I imagine the the point of view of C++ with this respect is not much different. Other answers mention border cases where in C++ you would need a `C'-style cast to overrule all typechecks that C++ gives you. Feeling the need for them is an indication of bad design.

The case that you give as an example is certainly not one for which I would find any valid circumstances.

Answer 3

Yes, it is completely possible.

I never use C-style casts. I can write hundreds of thousands of lines of code without having to revert to using reinterpret_cast, C++'s closest cousin to the C-style cast. The only times I have to use reinterpret_cast is when doing socket programming -- a fairly narrow domain, in the big picture.

You don't need to use C-style casts, either. In your other post, you said

I could just use a negative value,

short my_value = -4083;

but in my code it is much more understandable to use hexadecimal.

So in this case you didn't have to use the cast. You chose to.

Answer 4

There are 4 c++ style casts, const_cast, reinterpret_cast, static_cast and dynamic_cast. They work as follows:

// const_cast casts away constness or adds it
const int const_integer = 5;
const_cast<int>(const_integer) = 3;

// static_cast will perform standards defined casts and will 
// cast up or down a c++ inheritance hierarchy without checking the result of the cast
struct b {};
struct a : public b {};
struct c {};
double value = static_cast<double>(0.0f);
b* b_value = new b;
a* a_value = static_cast<a*>(b_value);

// dynamic_cast will perform any cast that static_cast will, but will check to see
// if the cast makes sense. If the values are not pointers, this cast can throw
b* value_b = new b;
a* value_a = new a;
b* new_b = dynamic_cast<b*>(value_a); // will return NULL
a* new_a = dynamic_cast<a*>(value_b); // will not return NULL    

// reinterpret_cast will change any type to any other type, as long as the constness of the types is the same.
// the behavior of this cast is implementation specific.
double* a = new double;
*a = 0.0f;
int *b = reinterpret_cast<int*>(a);

A c-style cast in c++ simply tries to perform those casts in a specific order until one of them works. That order is as follows:

• a const_cast
• a static_cast
• a static_cast followed by a const_cast
• a reinterpret_cast, or
• a reinterpret_cast followed by a const_cast.

So, in short, you can do any c-style cast in c++, because a c-style cast in c++ is just some arrangement of c++ style casts.

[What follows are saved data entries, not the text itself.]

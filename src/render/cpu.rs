use std::sync::Arc;

use kurbo::{Cap, Join, Stroke, StrokeOpts};

use crate::{
    foundation::core::{Affine, BezPath, Canvas, Point, StrokeRgba},
    foundation::error::{WeaveError, WeaveResult},
    render::{
        backend::{FrameRGBA, GraphicsBackend},
        transform::TransformState,
    },
};

const STROKE_TOLERANCE: f64 = 0.1;

/// Raster backend powered by `vello_cpu`.
///
/// Nothing is ever cleared after the background is painted: every frame draws on top of the
/// previous ones, so translucent strokes build up over the run. Each [`GraphicsBackend::end_frame`]
/// rasterizes the frame's strokes over the accumulated surface, so the render context never holds
/// more than one frame of paths.
pub struct CpuBackend {
    canvas: Option<CpuCanvas>,
    transform: TransformState,
    stroke: StrokeRgba,
    weight: f64,
    stopped: bool,
    lines_drawn: u64,
}

struct CpuCanvas {
    width: u16,
    height: u16,
    /// Everything rasterized so far, premultiplied.
    surface: Arc<vello_cpu::Pixmap>,
    ctx: vello_cpu::RenderContext,
    /// Fills recorded in `ctx` since the last present.
    pending: usize,
}

impl CpuCanvas {
    fn new(width: u16, height: u16) -> Self {
        Self {
            width,
            height,
            surface: Arc::new(vello_cpu::Pixmap::new(width, height)),
            ctx: vello_cpu::RenderContext::new(width, height),
            pending: 0,
        }
    }

    fn full_rect(&self) -> vello_cpu::kurbo::Rect {
        vello_cpu::kurbo::Rect::new(0.0, 0.0, f64::from(self.width), f64::from(self.height))
    }

    /// Rasterize pending fills onto the surface and restart the context from it.
    fn present(&mut self) {
        if self.pending == 0 {
            return;
        }
        let mut pixmap = vello_cpu::Pixmap::new(self.width, self.height);
        self.ctx.flush();
        self.ctx.render_to_pixmap(&mut pixmap);
        self.surface = Arc::new(pixmap);

        self.ctx.reset();
        self.ctx.set_transform(vello_cpu::kurbo::Affine::IDENTITY);
        self.ctx.set_paint(vello_cpu::Image {
            image: vello_cpu::ImageSource::Pixmap(Arc::clone(&self.surface)),
            sampler: vello_cpu::peniko::ImageSampler {
                quality: vello_cpu::peniko::ImageQuality::Low,
                ..Default::default()
            },
        });
        let rect = self.full_rect();
        self.ctx.fill_rect(&rect);
        self.pending = 0;
    }
}

impl Default for CpuBackend {
    fn default() -> Self {
        Self::new()
    }
}

impl CpuBackend {
    pub fn new() -> Self {
        Self {
            canvas: None,
            transform: TransformState::default(),
            stroke: StrokeRgba::new(0.0, 0.0, 0.0, 255.0),
            weight: 1.0,
            stopped: false,
            lines_drawn: 0,
        }
    }

    pub fn lines_drawn(&self) -> u64 {
        self.lines_drawn
    }

    /// Fills waiting for the next present. Zero right after every frame.
    pub fn pending_fills(&self) -> usize {
        self.canvas.as_ref().map_or(0, |c| c.pending)
    }

    fn canvas_mut(&mut self) -> WeaveResult<&mut CpuCanvas> {
        self.canvas
            .as_mut()
            .ok_or_else(|| WeaveError::render("canvas was not initialized"))
    }

    /// Rasterize everything drawn so far into premultiplied RGBA8.
    pub fn snapshot(&mut self) -> WeaveResult<FrameRGBA> {
        let canvas = self.canvas_mut()?;
        canvas.present();
        Ok(FrameRGBA {
            width: u32::from(canvas.width),
            height: u32::from(canvas.height),
            data: canvas.surface.data_as_u8_slice().to_vec(),
            premultiplied: true,
        })
    }
}

impl GraphicsBackend for CpuBackend {
    fn init_canvas(&mut self, canvas: Canvas) -> WeaveResult<()> {
        let canvas = Canvas::new(canvas.width, canvas.height)?;
        let width: u16 = canvas
            .width
            .try_into()
            .map_err(|_| WeaveError::render("canvas width exceeds u16"))?;
        let height: u16 = canvas
            .height
            .try_into()
            .map_err(|_| WeaveError::render("canvas height exceeds u16"))?;
        self.canvas = Some(CpuCanvas::new(width, height));
        self.transform.reset();
        self.stopped = false;
        self.lines_drawn = 0;
        Ok(())
    }

    fn set_background(&mut self, gray: u8) -> WeaveResult<()> {
        let canvas = self.canvas_mut()?;
        // Discard earlier strokes; they would be fully covered anyway.
        canvas.ctx.reset();
        canvas.ctx.set_transform(vello_cpu::kurbo::Affine::IDENTITY);
        canvas
            .ctx
            .set_paint(vello_cpu::peniko::Color::from_rgba8(gray, gray, gray, 255));
        let rect = canvas.full_rect();
        canvas.ctx.fill_rect(&rect);
        canvas.pending += 1;
        Ok(())
    }

    fn reset_transform(&mut self) {
        self.transform.reset();
    }

    fn translate(&mut self, dx: f64, dy: f64) {
        self.transform.translate(kurbo::Vec2::new(dx, dy));
    }

    fn rotate(&mut self, radians: f64) {
        self.transform.rotate(radians);
    }

    fn set_stroke(&mut self, r: f64, g: f64, b: f64, alpha: f64) {
        self.stroke = StrokeRgba::new(r, g, b, alpha);
    }

    fn set_stroke_weight(&mut self, px: f64) {
        self.weight = px;
    }

    fn draw_line(&mut self, from: Point, to: Point) -> WeaveResult<()> {
        let outline = line_outline(from, to, self.weight);
        let affine = self.transform.affine();
        let [r, g, b, a] = self.stroke.to_rgba8();

        let canvas = self.canvas_mut()?;
        canvas.ctx.set_transform(affine_to_cpu(affine));
        canvas
            .ctx
            .set_paint(vello_cpu::peniko::Color::from_rgba8(r, g, b, a));
        canvas.ctx.fill_path(&bezpath_to_cpu(&outline));
        canvas.pending += 1;
        self.lines_drawn += 1;
        Ok(())
    }

    fn end_frame(&mut self) -> WeaveResult<()> {
        self.canvas_mut()?.present();
        Ok(())
    }

    fn request_stop(&mut self) {
        self.stopped = true;
    }

    fn stop_requested(&self) -> bool {
        self.stopped
    }
}

/// Fillable outline of a round-capped line of width `weight`.
fn line_outline(from: Point, to: Point, weight: f64) -> BezPath {
    let mut centerline = BezPath::new();
    centerline.move_to(from);
    centerline.line_to(to);
    let style = Stroke::new(weight).with_caps(Cap::Round).with_join(Join::Round);
    kurbo::stroke(centerline.iter(), &style, &StrokeOpts::default(), STROKE_TOLERANCE)
}

fn affine_to_cpu(a: Affine) -> vello_cpu::kurbo::Affine {
    vello_cpu::kurbo::Affine::new(a.as_coeffs())
}

fn point_to_cpu(p: Point) -> vello_cpu::kurbo::Point {
    vello_cpu::kurbo::Point::new(p.x, p.y)
}

fn bezpath_to_cpu(path: &BezPath) -> vello_cpu::kurbo::BezPath {
    use kurbo::PathEl;

    let mut out = vello_cpu::kurbo::BezPath::new();
    for &el in path.elements() {
        match el {
            PathEl::MoveTo(p) => out.move_to(point_to_cpu(p)),
            PathEl::LineTo(p) => out.line_to(point_to_cpu(p)),
            PathEl::QuadTo(p1, p2) => out.quad_to(point_to_cpu(p1), point_to_cpu(p2)),
            PathEl::CurveTo(p1, p2, p3) => {
                out.curve_to(point_to_cpu(p1), point_to_cpu(p2), point_to_cpu(p3));
            }
            PathEl::ClosePath => out.close_path(),
        }
    }
    out
}

#[cfg(test)]
#[path = "../../tests/unit/render/cpu.rs"]
mod tests;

Get it?

Answer 5

I was surprised to find out that I needed to use a C-style cast to avoid a compiler truncation warning

I see it the other way around: You use a C-style cast to prevent the compiler from warning you, and I see this as a severe disadvantage of the C-style cast.

if you feel you know what you're doing, then shut up the compiler for this one case by using a compiler-specific way. For example, for VC use something like

#pragma warning(push, disable: XXXX)
// code goes here
#pragma warning(pop)

Answer 6

In these cases, you can use reinterpret_cast. It was meant for a replacement of a unchecked C-style cast. The typical note here: this is unchecked cast, and should be avoided when possible by using the other available: const_cast, dynamic_cast, etc.